● YOUR TASK: All lines with the word "truncated" in the material below are required.

--- SUPPLIED RECORDS ---

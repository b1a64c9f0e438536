//! Sample generator module for synthetic sensor readings.
//!
//! Each telemetry kind draws a bounded integer from a [`RandomSource`], scales
//! it to its physical unit and is serialized into the shared
//! [`PayloadBuffer`] with a fixed field order.

use rand::rngs::StdRng;
use rand::{RngCore, SeedableRng};
use tracing::{info, warn};

use crate::payload::PayloadBuffer;

/// The measurement streams pushed every cycle.
#[derive(Debug, Clone, Copy, PartialEq, Eq)]
pub enum TelemetryKind {
    Temperature,
    Luminosity,
}

impl TelemetryKind {
    /// Kinds in the order they are pushed within one cycle.
    pub fn all() -> &'static [TelemetryKind] {
        &[TelemetryKind::Temperature, TelemetryKind::Luminosity]
    }

    /// Variable name used on the wire.
    pub fn name(&self) -> &'static str {
        match self {
            TelemetryKind::Temperature => "temperature",
            TelemetryKind::Luminosity => "luminosity",
        }
    }

    /// Unit string used on the wire.
    pub fn unit(&self) -> &'static str {
        match self {
            TelemetryKind::Temperature => "c",
            TelemetryKind::Luminosity => "lux",
        }
    }

    /// Inclusive integer domain of the raw reading.
    pub fn raw_range(&self) -> (u32, u32) {
        match self {
            // millidegrees
            TelemetryKind::Temperature => (20_000, 100_000),
            TelemetryKind::Luminosity => (100, 1_000),
        }
    }

    /// Divisor turning the raw reading into the reported value.
    pub fn scale(&self) -> f32 {
        match self {
            TelemetryKind::Temperature => 1000.0,
            TelemetryKind::Luminosity => 1.0,
        }
    }
}

impl std::fmt::Display for TelemetryKind {
    fn fmt(&self, f: &mut std::fmt::Formatter<'_>) -> std::fmt::Result {
        f.write_str(self.name())
    }
}

/// A single measurement, alive for one push attempt.
#[derive(Debug, Clone, PartialEq)]
#[cfg_attr(test, derive(serde::Deserialize))]
pub struct TelemetrySample {
    #[cfg_attr(test, serde(rename = "variable"))]
    pub variable_name: String,

    pub unit: String,

    pub value: f32,
}

impl TelemetrySample {
    pub fn new(kind: TelemetryKind, value: f32) -> Self {
        Self {
            variable_name: kind.name().to_string(),
            unit: kind.unit().to_string(),
            value,
        }
    }
}

/// Errors raised while obtaining a reading.
#[derive(Debug)]
pub enum GenerateError {
    /// The sensor could not be read
    SensorRead {
        kind: TelemetryKind,
        message: String,
    },
}

impl std::fmt::Display for GenerateError {
    fn fmt(&self, f: &mut std::fmt::Formatter<'_>) -> std::fmt::Result {
        match self {
            GenerateError::SensorRead { kind, message } => {
                write!(f, "Failed to read {} sensor: {}", kind, message)
            }
        }
    }
}

impl std::error::Error for GenerateError {}

/// Source of uniformly distributed 32-bit values.
pub trait RandomSource {
    fn next_u32(&mut self) -> u32;
}

/// Adapter exposing any `rand` generator as a [`RandomSource`].
#[derive(Debug)]
pub struct RngSource<R>(R);

impl<R: RngCore> RngSource<R> {
    pub fn new(rng: R) -> Self {
        Self(rng)
    }
}

impl RngSource<StdRng> {
    /// Seed a standard generator from operating system entropy.
    pub fn from_entropy() -> Self {
        Self(StdRng::from_entropy())
    }
}

impl<R: RngCore> RandomSource for RngSource<R> {
    fn next_u32(&mut self) -> u32 {
        self.0.next_u32()
    }
}

/// Anything that can produce a reading for a telemetry kind.
pub trait SampleSource {
    fn read(&mut self, kind: TelemetryKind) -> Result<TelemetrySample, GenerateError>;
}

/// Sensor that synthesizes readings from a random source. Never fails.
#[derive(Debug)]
pub struct SyntheticSensor<R> {
    random: R,
}

impl<R: RandomSource> SyntheticSensor<R> {
    pub fn new(random: R) -> Self {
        Self { random }
    }
}

impl<R: RandomSource> SampleSource for SyntheticSensor<R> {
    fn read(&mut self, kind: TelemetryKind) -> Result<TelemetrySample, GenerateError> {
        let (low, high) = kind.raw_range();
        let raw = self.random.next_u32() % (high - low + 1) + low;
        let value = raw as f32 / kind.scale();

        Ok(TelemetrySample::new(kind, value))
    }
}

/// Read one sample of `kind` and serialize it into `payload`.
///
/// The buffer is overwritten, never appended to. If the document does not fit
/// it is truncated and the push goes ahead anyway.
pub fn generate<S: SampleSource + ?Sized>(
    source: &mut S,
    kind: TelemetryKind,
    payload: &mut PayloadBuffer,
) -> Result<TelemetrySample, GenerateError> {
    let sample = source.read(kind)?;

    let fitted = payload.overwrite(format_args!(
        "{{\"variable\": \"{}\",\"unit\": \"{}\",\"value\": {:.6}}}",
        sample.variable_name, sample.unit, sample.value
    ));
    if !fitted {
        warn!(
            kind = %kind,
            capacity = payload.capacity(),
            "Payload truncated to buffer capacity"
        );
    }

    match kind {
        TelemetryKind::Temperature => info!("Temp: {} C", sample.value as i32),
        TelemetryKind::Luminosity => info!("Luminosity: {} lux", sample.value as i32),
    }

    Ok(sample)
}
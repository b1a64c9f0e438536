//! Network-layer connectivity.
//!
//! The agent only asks the provider to bring the network up once at startup
//! and waits for it. How association happens is the provider's business.

use std::future::Future;
use std::time::Duration;

use tokio::net::lookup_host;
use tracing::{info, warn};

/// Default pause between readiness probes.
const DEFAULT_RETRY_INTERVAL: Duration = Duration::from_secs(5);

/// Brings the network layer up.
#[allow(async_fn_in_trait)]
pub trait ConnectivityProvider {
    /// Block until the network is usable. Retries are the provider's concern.
    async fn connect(&mut self);
}

/// Provider for hosted builds where the operating system owns the link.
///
/// The network counts as ready once the ingestion host resolves.
#[derive(Debug, Clone)]
pub struct ResolverConnectivity {
    host: String,
    port: u16,
    retry_interval: Duration,
}

impl ResolverConnectivity {
    pub fn new(host: impl Into<String>, port: u16) -> Self {
        Self {
            host: host.into(),
            port,
            retry_interval: DEFAULT_RETRY_INTERVAL,
        }
    }

    pub fn with_retry_interval(mut self, retry_interval: Duration) -> Self {
        self.retry_interval = retry_interval;
        self
    }

    pub fn retry_interval(&self) -> Duration {
        self.retry_interval
    }
}

impl ConnectivityProvider for ResolverConnectivity {
    async fn connect(&mut self) {
        let host = self.host.as_str();
        let port = self.port;

        let attempts = wait_until_ready(self.retry_interval, || async move {
            match lookup_host((host, port)).await {
                Ok(mut addrs) => match addrs.next() {
                    Some(_) => Ok(()),
                    None => Err("host resolved to no addresses".to_string()),
                },
                Err(e) => Err(e.to_string()),
            }
        })
        .await;

        info!(host = %self.host, attempts = attempts, "Network ready");
    }
}

/// Run `check` until it succeeds, sleeping `retry_interval` between attempts.
///
/// Never gives up. Returns the number of attempts made.
async fn wait_until_ready<F, Fut>(retry_interval: Duration, mut check: F) -> u32
where
    F: FnMut() -> Fut,
    Fut: Future<Output = Result<(), String>>,
{
    let mut attempt: u32 = 0;

    loop {
        attempt += 1;
        match check().await {
            Ok(()) => return attempt,
            Err(e) => warn!(attempt = attempt, error = %e, "Network not ready"),
        }

        tokio::time::sleep(retry_interval).await;
    }
}

#[cfg(test)]
mod tests {
    use super::*;
    use std::cell::Cell;
    use tokio::time::Instant;

    #[test]
    fn test_default_retry_interval() {
        let provider = ResolverConnectivity::new("localhost", 80);
        assert_eq!(provider.retry_interval(), DEFAULT_RETRY_INTERVAL);

        let provider = provider.with_retry_interval(Duration::from_millis(10));
        assert_eq!(provider.retry_interval(), Duration::from_millis(10));
    }

    #[tokio::test]
    async fn test_connect_returns_for_ip_literal() {
        let mut provider = ResolverConnectivity::new("127.0.0.1", 8080);
        tokio::time::timeout(Duration::from_secs(5), provider.connect())
            .await
            .expect("IP literals resolve without a network");
    }

    #[tokio::test(start_paused = true)]
    async fn test_wait_keeps_retrying_while_not_ready() {
        let calls = Cell::new(0u32);
        let check = || {
            calls.set(calls.get() + 1);
            async { Err::<(), _>("resolver unavailable".to_string()) }
        };

        let result = tokio::time::timeout(
            Duration::from_secs(60),
            wait_until_ready(Duration::from_secs(5), check),
        )
        .await;

        assert!(result.is_err(), "readiness wait must not give up");
        assert!(calls.get() >= 12, "only {} attempts", calls.get());
    }

    #[tokio::test(start_paused = true)]
    async fn test_wait_returns_once_ready() {
        let calls = Cell::new(0u32);
        let check = || {
            calls.set(calls.get() + 1);
            let ready = calls.get() >= 3;
            async move {
                if ready {
                    Ok(())
                } else {
                    Err("no route".to_string())
                }
            }
        };

        let start = Instant::now();
        let attempts = wait_until_ready(Duration::from_secs(5), check).await;

        assert_eq!(attempts, 3);
        assert_eq!(start.elapsed(), Duration::from_secs(10));
    }
}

---

● WRITTEN ANSWER:
/// it is truncated and the push goes ahead anyway.
            "Payload truncated to buffer capacity"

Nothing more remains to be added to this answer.